À travers le Conseil commun de la fonction publique, l’unité de la fonction publique n’en sera que mieux affirmée, car les employeurs territoriaux et hospitaliers pourront s’exprimer, dès l’origine, sur les textes concernant les trois versants de la fonction publique, ce qui n’était pas le cas auparavant.
En second lieu, le paritarisme numérique ne sera plus une obligation. Il n’existe plus depuis près de vingt ans dans la fonction publique hospitalière, sans que le dialogue social s’en trouve pour autant affaibli. Il existe dans la fonction publique de l’État, mais de façon si formelle qu’il est difficile de trouver un seul défenseur de cette façon de procéder.

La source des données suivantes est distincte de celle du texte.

//! Sensitive-value masking.
//!
//! Placeholder values marked `secret: true` must never appear in logs or
//! rendered output. The helpers here mask individual values and scrub
//! free-form text that looks like it carries credentials.

use once_cell::sync::Lazy;
use regex::Regex;

const MASK: &str = "********";

/// Replace a secret value with a fixed-width mask, keeping nothing of the
/// original. An empty value stays empty so prompts can distinguish
/// "unset" from "hidden".
pub fn mask_secret(value: &str) -> String {
    if value.is_empty() {
        return String::new();
    }
    MASK.to_string()
}

/// Redact values that look like secrets in free-form text, preserving key
/// names so log lines stay diagnosable.
pub fn redact_sensitive(input: &str) -> String {
    let mut redacted = input.to_string();
    for pattern in REDACT_PATTERNS.iter() {
        redacted = pattern
            .replace_all(&redacted, |captures: &regex::Captures| {
                let prefix = captures.get(1).map(|capture| capture.as_str()).unwrap_or("");
                format!("{prefix}{MASK}")
            })
            .to_string();
    }
    redacted
}

static REDACT_PATTERNS: Lazy<Vec<Regex>> = Lazy::new(|| {
    vec![
        // Env-like KEY=VALUE assignments for KEY/TOKEN/SECRET/PASSWORD
        Regex::new(r"(?i)((?:[A-Z0-9_]*?(?:KEY|TOKEN|SECRET|PASSWORD))=)([^\s]+)").expect("env assignment pattern"),
        // key: value style labels
        Regex::new(r"(?i)((?:api[\s_-]?key|auth[\s_-]?token|token|secret|password)\s*[:=]\s*)([^\s,;]+)")
            .expect("labeled secret pattern"),
        // Bearer tokens in free text
        Regex::new(r"(?i)((?:^|\b)Bearer\s+)([A-Za-z0-9\-._~+/]+=*)").expect("bearer pattern"),
    ]
});

#[cfg(test)]
mod tests {
    use super::*;

    #[test]
    fn masks_non_empty_values() {
        assert_eq!(mask_secret("hunter2"), "********");
        assert_eq!(mask_secret(""), "");
    }

    #[test]
    fn redacts_env_assignments() {
        let redacted = redact_sensitive("DEPLOY_TOKEN=abc123 REGION=us-east-1");
        assert!(redacted.contains("DEPLOY_TOKEN=********"));
        assert!(redacted.contains("REGION=us-east-1"));
    }

    #[test]
    fn redacts_bearer_tokens() {
        let redacted = redact_sensitive("curl -H 'Authorization: Bearer abc.def.ghi'");
        assert!(!redacted.contains("abc.def.ghi"));
    }
}
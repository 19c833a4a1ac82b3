//! # Gitsavvy Store
//!
//! Filesystem-backed, git-managed persistence for workflows, plus the
//! rebuildable search index over them.
//!
//! The on-disk layout roots everything at the configured repo path:
//!
//! ```text
//! <repo>/<workflows_root>/<identity_path>/<slug>/workflow.yaml
//! <repo>/<workflows_root>/<identity_path>/<slug>/README.md
//! <repo>/<shared_root>/<slug>/workflow.yaml
//! <repo>/<index_path>
//! ```
//!
//! The store assumes single-writer semantics per workflow directory; files
//! are written whole through a temp-file + rename, so concurrent readers
//! observe either the old or the new document, never a torn state.

use std::path::PathBuf;

use thiserror::Error;

use gitsavvy_types::WorkflowError;

pub mod git;
pub mod index;
pub mod readme;
pub mod slug;
pub mod store;

pub use git::{GitFacade, IntegrateOptions, IntegrateOutcome, NoopGit, ProcessGit, RepoStatus};
pub use index::search::{MatchField, SearchFilters, SearchMatch, fuzzy_search};
pub use readme::render_readme;
pub use slug::{generate_unique_slug, slugify, timestamped_id};
pub use store::{ListFilter, SaveOptions, Scope, WorkflowStore};

/// Errors surfaced by store operations.
#[derive(Debug, Error)]
pub enum StoreError {
    /// A ref points at a file that no longer exists.
    #[error("workflow not found at {path}")]
    NotFound {
        /// Path that was expected to exist.
        path: PathBuf,
    },
    /// Save without `force` onto a slug that already holds a workflow.
    #[error("workflow already exists at {path}; pass force to overwrite")]
    AlreadyExists {
        /// Directory already holding a workflow document.
        path: PathBuf,
    },
    /// The document failed to parse or validate.
    #[error(transparent)]
    Workflow(#[from] WorkflowError),
    /// Filesystem failure, annotated with the path involved.
    #[error("store I/O error at {path}: {source}")]
    Io {
        /// Path being read or written.
        path: PathBuf,
        /// Underlying OS error.
        #[source]
        source: std::io::Error,
    },
    /// The git subprocess failed or produced unusable output.
    #[error("git: {0}")]
    Git(String),
}

/// Errors surfaced by index operations. These are non-fatal at the store
/// boundary: filters degrade to pass-all with a logged warning.
#[derive(Debug, Error)]
pub enum IndexError {
    /// Index file missing from disk.
    #[error("index file not found at {path}")]
    NotFound {
        /// Expected index location.
        path: PathBuf,
    },
    /// Filesystem failure while reading or writing the index.
    #[error("index I/O error at {path}: {source}")]
    Io {
        /// Path being read or written.
        path: PathBuf,
        /// Underlying OS error.
        #[source]
        source: std::io::Error,
    },
    /// The index document did not parse.
    #[error("index parse error: {0}")]
    Parse(#[from] serde_json::Error),
}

J’en viens à la fonction publique territoriale, qui fut au cœur de nos débats et sur laquelle, mesdames, messieurs les sénateurs, plusieurs d’entre vous se sont exprimés. Le Gouvernement a entendu les points de vue des élus et des représentants du personnel ; il vous propose d’y maintenir l’essentiel des principes du paritarisme. Ainsi, deux collèges sont prévus à tous les niveaux, l’un accueillant les représentants des employeurs, l’autre ceux des agents. Naturellement, les collectivités territoriales resteront totalement libres de maintenir un paritarisme numérique, si elles le souhaitent.
Par ailleurs, à la suite d’une délibération, c’est-à-dire en toute indépendance, mais aussi en toute transparence, la collectivité sera libre de prévoir, d'une part, le vote des représentants du personnel, d’autre part, l’avis des représentants de la collectivité.

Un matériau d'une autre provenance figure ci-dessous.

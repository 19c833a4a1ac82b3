//! Sequential workflow plan execution.
//!
//! Steps run strictly in order: defaults application, placeholder
//! substitution, cwd and shell resolution, optional confirmation, then the
//! exec primitive. A failing step stops the run unless it opted into
//! `continue_on_error`; cancellation is a fatal stop.

use std::collections::HashMap;
use std::path::PathBuf;
use std::sync::Arc;
use std::time::{Duration, Instant};

use tokio_util::sync::CancellationToken;
use tracing::{debug, info, warn};

use gitsavvy_types::{Shell, Workflow, placeholder};

use crate::exec::{EXIT_DECLINED, EXIT_MISSING_PLACEHOLDER, ExecConfig, ExecResult, Executor, OutputSink};
use crate::prompt::{StepDecision, StepPrompter};

/// A workflow bound to its runtime inputs.
#[derive(Debug, Clone)]
pub struct ExecutionPlan {
    /// The workflow to run.
    pub workflow: Workflow,
    /// Placeholder bindings.
    pub parameters: HashMap<String, String>,
    /// Base for relative step cwds.
    pub repo_root: Option<PathBuf>,
}

/// Outcome of one step.
#[derive(Debug, Clone)]
pub struct StepOutcome {
    /// Zero-based step index.
    pub index: usize,
    /// Step label, when authored.
    pub name: Option<String>,
    /// Command after substitution.
    pub command: String,
    /// The user skipped this step at its confirmation prompt.
    pub skipped: bool,
    /// Exec result; `None` for skipped steps and substitution failures.
    pub exec: Option<ExecResult>,
}

impl StepOutcome {
    /// True when the step ran and exited zero.
    pub fn success(&self) -> bool {
        self.exec.as_ref().map(|exec| exec.success).unwrap_or(false)
    }
}

/// Outcome of a whole run.
#[derive(Debug, Clone)]
pub struct RunResult {
    /// Every step completed (or was skipped / allowed to fail).
    pub success: bool,
    /// The run stopped on cancellation or a quit answer.
    pub canceled: bool,
    /// Exit code of the stopping step; 0 on success, 13 on quit/cancel,
    /// 21 on missing placeholders.
    pub exit_code: i32,
    /// Index of the step that stopped the run.
    pub failed_step: Option<usize>,
    /// Per-step outcomes in execution order.
    pub step_results: Vec<StepOutcome>,
    /// Wall-clock duration of the run.
    pub duration: Duration,
}

/// Drives execution plans through the exec primitive.
pub struct Runner {
    executor: Executor,
    prompter: Arc<dyn StepPrompter>,
    default_shell: Shell,
    stream: bool,
    auto_confirm: bool,
}

impl Runner {
    /// Create a runner; the default shell comes from `$SHELL`, falling back
    /// to bash.
    pub fn new(executor: Executor, prompter: Arc<dyn StepPrompter>) -> Self {
        Self {
            executor,
            prompter,
            default_shell: detect_default_shell(),
            stream: true,
            auto_confirm: false,
        }
    }

    /// Override the default shell for steps without one.
    pub fn with_default_shell(mut self, shell: Shell) -> Self {
        self.default_shell = shell;
        self
    }

    /// Stream output lines to the sink as they arrive.
    pub fn stream(mut self, enabled: bool) -> Self {
        self.stream = enabled;
        self
    }

    /// Skip every confirmation prompt.
    pub fn auto_confirm(mut self, enabled: bool) -> Self {
        self.auto_confirm = enabled;
        self
    }

    /// Run every step of the plan in order.
    pub async fn run(&self, cancel: &CancellationToken, plan: &ExecutionPlan, sink: &mut dyn OutputSink) -> RunResult {
        let started = Instant::now();
        let mut outcomes: Vec<StepOutcome> = Vec::with_capacity(plan.workflow.steps.len());

        info!(
            workflow = %plan.workflow.title,
            step_count = plan.workflow.steps.len(),
            "workflow run started"
        );

        for (index, step) in plan.workflow.steps.iter().enumerate() {
            let resolved = plan.workflow.apply_defaults(step);

            let command = match placeholder::substitute(&resolved.command, &plan.parameters) {
                Ok(command) => command,
                Err(error) => {
                    // A workflow that declares no placeholders treats stray
                    // tokens as literal text.
                    if plan.workflow.placeholders.is_empty() {
                        resolved.command.clone()
                    } else {
                        warn!(step = index, "substitution failed: {error}");
                        outcomes.push(StepOutcome {
                            index,
                            name: resolved.name.clone(),
                            command: resolved.command.clone(),
                            skipped: false,
                            exec: None,
                        });
                        return self.finish(outcomes, started, false, false, EXIT_MISSING_PLACEHOLDER, Some(index));
                    }
                }
            };

            let cwd = resolve_cwd(resolved.cwd.as_deref(), plan.repo_root.as_deref());
            let shell = resolved.shell.unwrap_or(self.default_shell);

            if let Some(confirmation) = &resolved.confirmation
                && confirmation.is_required()
                && !self.auto_confirm
            {
                let prompt = confirmation
                    .custom_prompt()
                    .map(str::to_string)
                    .unwrap_or_else(|| format!("Run step {}: {}?", index + 1, command));
                match self.prompter.confirm_step(&prompt) {
                    Ok(StepDecision::Run) => {}
                    Ok(StepDecision::Skip) => {
                        debug!(step = index, "step skipped at prompt");
                        outcomes.push(StepOutcome {
                            index,
                            name: resolved.name.clone(),
                            command,
                            skipped: true,
                            exec: None,
                        });
                        continue;
                    }
                    Ok(StepDecision::Quit) => {
                        info!(step = index, "run aborted at prompt");
                        return self.finish(outcomes, started, false, true, EXIT_DECLINED, None);
                    }
                    Err(error) => {
                        warn!(step = index, "confirmation failed: {error}");
                        return self.finish(outcomes, started, false, false, 1, Some(index));
                    }
                }
            }

            let config = ExecConfig {
                command: command.clone(),
                shell: Some(shell),
                cwd,
                env: resolved.env.iter().map(|(key, value)| (key.clone(), value.clone())).collect(),
                stream: self.stream,
            };

            let exec_result = self.executor.exec(cancel, &config, sink).await;
            let step_canceled = exec_result.canceled;
            let step_success = exec_result.success;
            let step_exit = exec_result.exit_code;

            debug!(step = index, exit_code = step_exit, "step finished");
            outcomes.push(StepOutcome {
                index,
                name: resolved.name.clone(),
                command,
                skipped: false,
                exec: Some(exec_result),
            });

            if step_canceled {
                return self.finish(outcomes, started, false, true, step_exit, Some(index));
            }
            if !step_success && !resolved.continue_on_error {
                return self.finish(outcomes, started, false, false, step_exit, Some(index));
            }
        }

        self.finish(outcomes, started, true, false, 0, None)
    }

    fn finish(
        &self,
        step_results: Vec<StepOutcome>,
        started: Instant,
        success: bool,
        canceled: bool,
        exit_code: i32,
        failed_step: Option<usize>,
    ) -> RunResult {
        info!(success, canceled, exit_code, steps = step_results.len(), "workflow run finished");
        RunResult {
            success,
            canceled,
            exit_code,
            failed_step,
            step_results,
            duration: started.elapsed(),
        }
    }
}

fn resolve_cwd(step_cwd: Option<&str>, repo_root: Option<&std::path::Path>) -> Option<PathBuf> {
    let cwd = step_cwd?;
    let path = PathBuf::from(cwd);
    if path.is_relative()
        && let Some(root) = repo_root
    {
        return Some(root.join(path));
    }
    Some(path)
}

/// Shell used for steps without an explicit or default shell, from `$SHELL`.
pub fn detect_default_shell() -> Shell {
    std::env::var("SHELL")
        .ok()
        .and_then(|shell| Shell::from_name(&shell))
        .unwrap_or(Shell::Bash)
}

La seule évolution porte bien sur ce point : une obligation est remplacée par une faculté. Comme j’ai déjà eu l’occasion de le souligner à cette tribune, la philosophie qui sous-tend ce texte consiste à privilégier la souplesse.
Le Gouvernement est particulièrement respectueux de la libre administration des collectivités locales. Je le dis en tant que secrétaire d'État, mais aussi en tant qu’élu local, plus précisément de maire.

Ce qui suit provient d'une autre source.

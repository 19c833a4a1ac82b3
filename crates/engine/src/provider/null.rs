//! No-op completion provider for tests and offline use.

use anyhow::Result;

use super::CompletionProvider;

/// Provider that echoes a minimal valid workflow instead of calling a
/// network backend.
#[derive(Debug, Default, Clone, Copy)]
pub struct NullProvider;

impl CompletionProvider for NullProvider {
    fn name(&self) -> &str {
        "null"
    }

    fn generate(&self, _system: &str, user: &str) -> Result<String> {
        Ok(format!(
            "title: Draft\ndescription: Offline draft for \"{}\"\nsteps:\n  - command: \"true\"\n",
            user.replace('"', "'").replace('\n', " ")
        ))
    }
}
use std::fs;
use std::path::PathBuf;
use std::process::ExitCode;

use anyhow::{Context, Result};
use clap::Args;

use gitsavvy_store::{SaveOptions, Scope, WorkflowStore, index};
use gitsavvy_types::Workflow;

#[derive(Args)]
pub struct SaveArgs {
    /// Path of the workflow YAML document to save
    pub file: PathBuf,
    /// Save under the shared root instead of the identity namespace
    #[arg(long)]
    pub shared: bool,
    /// Overwrite an existing workflow with the same slug
    #[arg(long)]
    pub force: bool,
    /// Skip the automatic git commit
    #[arg(long)]
    pub no_commit: bool,
    /// Custom commit message
    #[arg(long)]
    pub message: Option<String>,
}

pub fn run(store: &WorkflowStore, args: SaveArgs) -> Result<ExitCode> {
    let content = fs::read_to_string(&args.file).with_context(|| format!("read {}", args.file.display()))?;
    let workflow = Workflow::from_yaml(&content)?;

    let scope = if args.shared { Scope::Shared } else { Scope::Mine };
    let options = SaveOptions {
        force: args.force,
        commit: store.config().git.auto_commit && !args.no_commit,
        message: args.message,
    };

    let reference = store.save(&workflow, scope, &options)?;
    let _ = index::ensure_fresh(store.repo_root(), store.config());

    println!("Saved {} -> {}", reference.id, reference.path.display());
    Ok(ExitCode::SUCCESS)
}
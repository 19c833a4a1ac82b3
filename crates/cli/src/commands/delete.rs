use std::process::ExitCode;

use anyhow::{Context, Result};
use clap::Args;
use dialoguer::Confirm;

use gitsavvy_store::{WorkflowStore, index};

use crate::commands::exit_code_from;

#[derive(Args)]
pub struct DeleteArgs {
    /// Slug of the workflow to delete
    pub slug: String,
    /// Skip the confirmation prompt
    #[arg(long, short = 'y')]
    pub yes: bool,
}

pub fn run(store: &WorkflowStore, args: DeleteArgs) -> Result<ExitCode> {
    let reference = store
        .find_by_slug(&args.slug)?
        .with_context(|| format!("no workflow named '{}'", args.slug))?;

    if !args.yes {
        let confirmed = Confirm::new()
            .with_prompt(format!("Delete {} and its directory?", reference.id))
            .default(false)
            .interact()?;
        if !confirmed {
            eprintln!("Aborted.");
            return Ok(exit_code_from(13));
        }
    }

    store.delete(&reference)?;

    if store.config().git.auto_commit {
        store.git().add_all()?;
        store.git().commit_all(&format!("Delete workflow: {}", reference.slug))?;
    }
    let _ = index::ensure_fresh(store.repo_root(), store.config());

    println!("Deleted {}", reference.id);
    Ok(ExitCode::SUCCESS)
}
use std::process::ExitCode;

use anyhow::{Context, Result};
use clap::Args;

use gitsavvy_engine::{ProviderRegistry, workflow_from_reply};
use gitsavvy_store::{SaveOptions, Scope, WorkflowStore, index, slug};

const SYSTEM_PROMPT: &str = "\
You draft shell workflows as YAML documents with this shape:\n\
\n\
  schema_version: 1\n\
  title: <short title>\n\
  description: <one sentence>\n\
  tags: [<tag>, ...]\n\
  placeholders:\n\
    <name>:\n\
      prompt: <question>\n\
      default: <value>\n\
  steps:\n\
    - name: <label>\n\
      command: <shell command, may reference <name> placeholders>\n\
\n\
Reply with a single fenced yaml block and nothing else.";

#[derive(Args)]
pub struct AskArgs {
    /// What the workflow should accomplish
    #[arg(required = true)]
    pub prompt: Vec<String>,
    /// Provider to draft with
    #[arg(long, default_value = "null")]
    pub provider: String,
    /// Save the draft under the draft root
    #[arg(long)]
    pub save: bool,
}

pub fn run(store: &WorkflowStore, args: AskArgs) -> Result<ExitCode> {
    let registry = ProviderRegistry::default();
    let provider = registry.create(&args.provider)?;
    let user_prompt = args.prompt.join(" ");

    let reply = provider
        .generate(SYSTEM_PROMPT, &user_prompt)
        .with_context(|| format!("provider '{}' failed", args.provider))?;
    let mut workflow = workflow_from_reply(&reply).context("provider reply did not contain a usable workflow")?;

    println!("{}", workflow.to_yaml()?);

    if args.save {
        if workflow.id.is_none() {
            workflow.id = Some(slug::timestamped_id(&workflow.title));
        }
        let options = SaveOptions {
            force: false,
            commit: store.config().git.auto_commit,
            message: Some(format!("Draft workflow: {}", workflow.title)),
        };
        let reference = store.save(&workflow, Scope::Draft, &options)?;
        let _ = index::ensure_fresh(store.repo_root(), store.config());
        println!("Draft saved to {}", reference.path.display());
    }
    Ok(ExitCode::SUCCESS)
}
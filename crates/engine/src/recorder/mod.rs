//! Shell-session recorder.
//!
//! Recording spawns an interactive sub-shell with a prompt hook sourced into
//! it. The hook appends every accepted command to a unique temp file; when
//! the user exits the shell, the file is parsed, deduplicated, and deleted.
//! Prompt-hook capture is the only portable way to observe command execution
//! in an unmodified user shell without ptrace or a PTY intermediary.

use std::io::Write;
use std::path::PathBuf;

use thiserror::Error;
use tokio::process::Command;
use tracing::{debug, info};

use gitsavvy_types::{CapturedCommand, Shell};

pub mod capture;
pub mod convert;
pub mod hooks;

pub use capture::{CAPTURE_FILE_ENV, CAPTURE_SEPARATOR, COMMAND_BLOCKLIST, parse_capture_content, parse_capture_file};
pub use convert::{WorkflowSeed, commands_to_workflow};
pub use hooks::hook_script;

/// Errors surfaced by recording sessions.
#[derive(Debug, Error)]
pub enum RecorderError {
    /// Only bash and zsh expose the prompt hooks recording needs.
    #[error("recording is not supported for {0}")]
    UnsupportedShell(Shell),
    /// Temp-file creation or hook-script write failed.
    #[error("failed to prepare recording session: {0}")]
    Setup(#[source] std::io::Error),
    /// The sub-shell could not be spawned.
    #[error("failed to start {shell}: {source}")]
    Spawn {
        /// Shell that failed to start.
        shell: Shell,
        /// Underlying OS error.
        #[source]
        source: std::io::Error,
    },
    /// Waiting on the sub-shell failed with a non-exit OS error.
    #[error("shell session failed: {0}")]
    Wait(#[source] std::io::Error),
    /// The capture file never appeared; the hook did not run.
    #[error("capture file missing at {}", path.display())]
    CaptureMissing {
        /// Expected capture-file location.
        path: PathBuf,
    },
    /// The capture file exists but could not be read.
    #[error("failed to read capture file {}: {source}", path.display())]
    CaptureRead {
        /// Capture-file location.
        path: PathBuf,
        /// Underlying OS error.
        #[source]
        source: std::io::Error,
    },
    /// The session ended with zero usable commands.
    #[error("no commands were captured")]
    NothingCaptured,
}

/// Commands captured by one recording session.
#[derive(Debug, Clone)]
pub struct RecordedSession {
    /// Shell the session ran in.
    pub shell: Shell,
    /// Deduplicated commands in first-seen order.
    pub commands: Vec<CapturedCommand>,
}

/// Shell to record with, from `$SHELL`, falling back to bash.
pub fn detect_recording_shell() -> Shell {
    std::env::var("SHELL")
        .ok()
        .and_then(|shell| Shell::from_name(&shell))
        .unwrap_or(Shell::Bash)
}

/// Run an interactive recording session to completion.
///
/// The sub-shell inherits this process's stdio and runs in the foreground.
/// A non-zero exit code from the shell is not an error — the user may have
/// ended the session with a failing command — only a non-exit OS failure is.
pub async fn record_session(shell: Shell) -> Result<RecordedSession, RecorderError> {
    let capture_file = tempfile::Builder::new()
        .prefix("gitsavvy-capture-")
        .suffix(".log")
        .tempfile()
        .map_err(RecorderError::Setup)?;
    let (_, capture_path) = capture_file.keep().map_err(|error| RecorderError::Setup(error.error))?;

    let script = hook_script(shell, &capture_path)?;
    let mut hook_file = tempfile::Builder::new()
        .prefix("gitsavvy-hook-")
        .suffix(".sh")
        .tempfile()
        .map_err(RecorderError::Setup)?;
    hook_file.write_all(script.as_bytes()).map_err(RecorderError::Setup)?;
    hook_file.flush().map_err(RecorderError::Setup)?;
    let hook_path = hook_file.path().to_path_buf();

    info!(%shell, capture = %capture_path.display(), "recording session started");

    let mut command = match shell {
        Shell::Bash => {
            let mut command = Command::new("bash");
            command.arg("--rcfile").arg(&hook_path).arg("-i");
            command
        }
        Shell::Zsh => {
            let mut command = Command::new("zsh");
            command
                .arg("-i")
                .arg("-c")
                .arg(format!("source {}; exec zsh", hook_path.display()));
            command
        }
        other => return Err(RecorderError::UnsupportedShell(other)),
    };
    command.env(CAPTURE_FILE_ENV, &capture_path);

    let mut child = command.spawn().map_err(|source| RecorderError::Spawn { shell, source })?;
    let status = child.wait().await.map_err(RecorderError::Wait)?;
    debug!(code = ?status.code(), "recording shell exited");

    let commands = parse_capture_file(&capture_path)?;
    if commands.is_empty() {
        return Err(RecorderError::NothingCaptured);
    }

    info!(count = commands.len(), "recording session captured commands");
    Ok(RecordedSession { shell, commands })
}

Pour entrer pleinement en vigueur, cette rénovation du dialogue social suppose de définir une période transitoire, qui sera utile pour faire évoluer les règles de validité des accords. Vous le savez, jusqu’à présent, aucune règle n’existait en la matière. Nous avons souhaité engager un processus qui, à terme, nous permettra de passer à des accords majoritaires.
Une période transitoire étant toutefois nécessaire, seront valides, dans un premier temps, les accords réunissant au moins 20 % des représentants des agents sans faire l’objet d’une opposition de plus de 50 % de ces mêmes représentants. Cette période transitoire permettra également d’organiser une convergence des dates d’élections aux comités techniques et aux commissions administratives paritaires dans les trois versants de la fonction publique.
Reconnaissons ici que la fonction publique de l’État s’inspire de ce qui existe déjà, de façon très satisfaisante, dans la fonction publique hospitalière comme dans la fonction publique territoriale. Il s’agit néanmoins d’une opération complexe puisqu’il faut unifier les durées des mandats et synchroniser les élections à la fonction publique de l’État, qui se déroulaient au fil de l’eau. Plusieurs dizaines de milliers d’instances sont ainsi concernées.
Par conséquent, une solution pragmatique a été envisagée, qui suppose de procéder en deux temps. Tout d'abord, à la mi-2011 sera organisée la constitution des nouvelles instances de la fonction publique de l’État et de la fonction publique hospitalière, dont le mandat devrait s’achever de façon naturelle à la fin de 2011. Ensuite, il s’agira de laisser la fonction publique territoriale poursuivre ses mandats jusqu’à leur terme naturel, à la fin de 2014, date à laquelle il est prévu d’organiser des élections générales sur les trois versants de la fonction publique.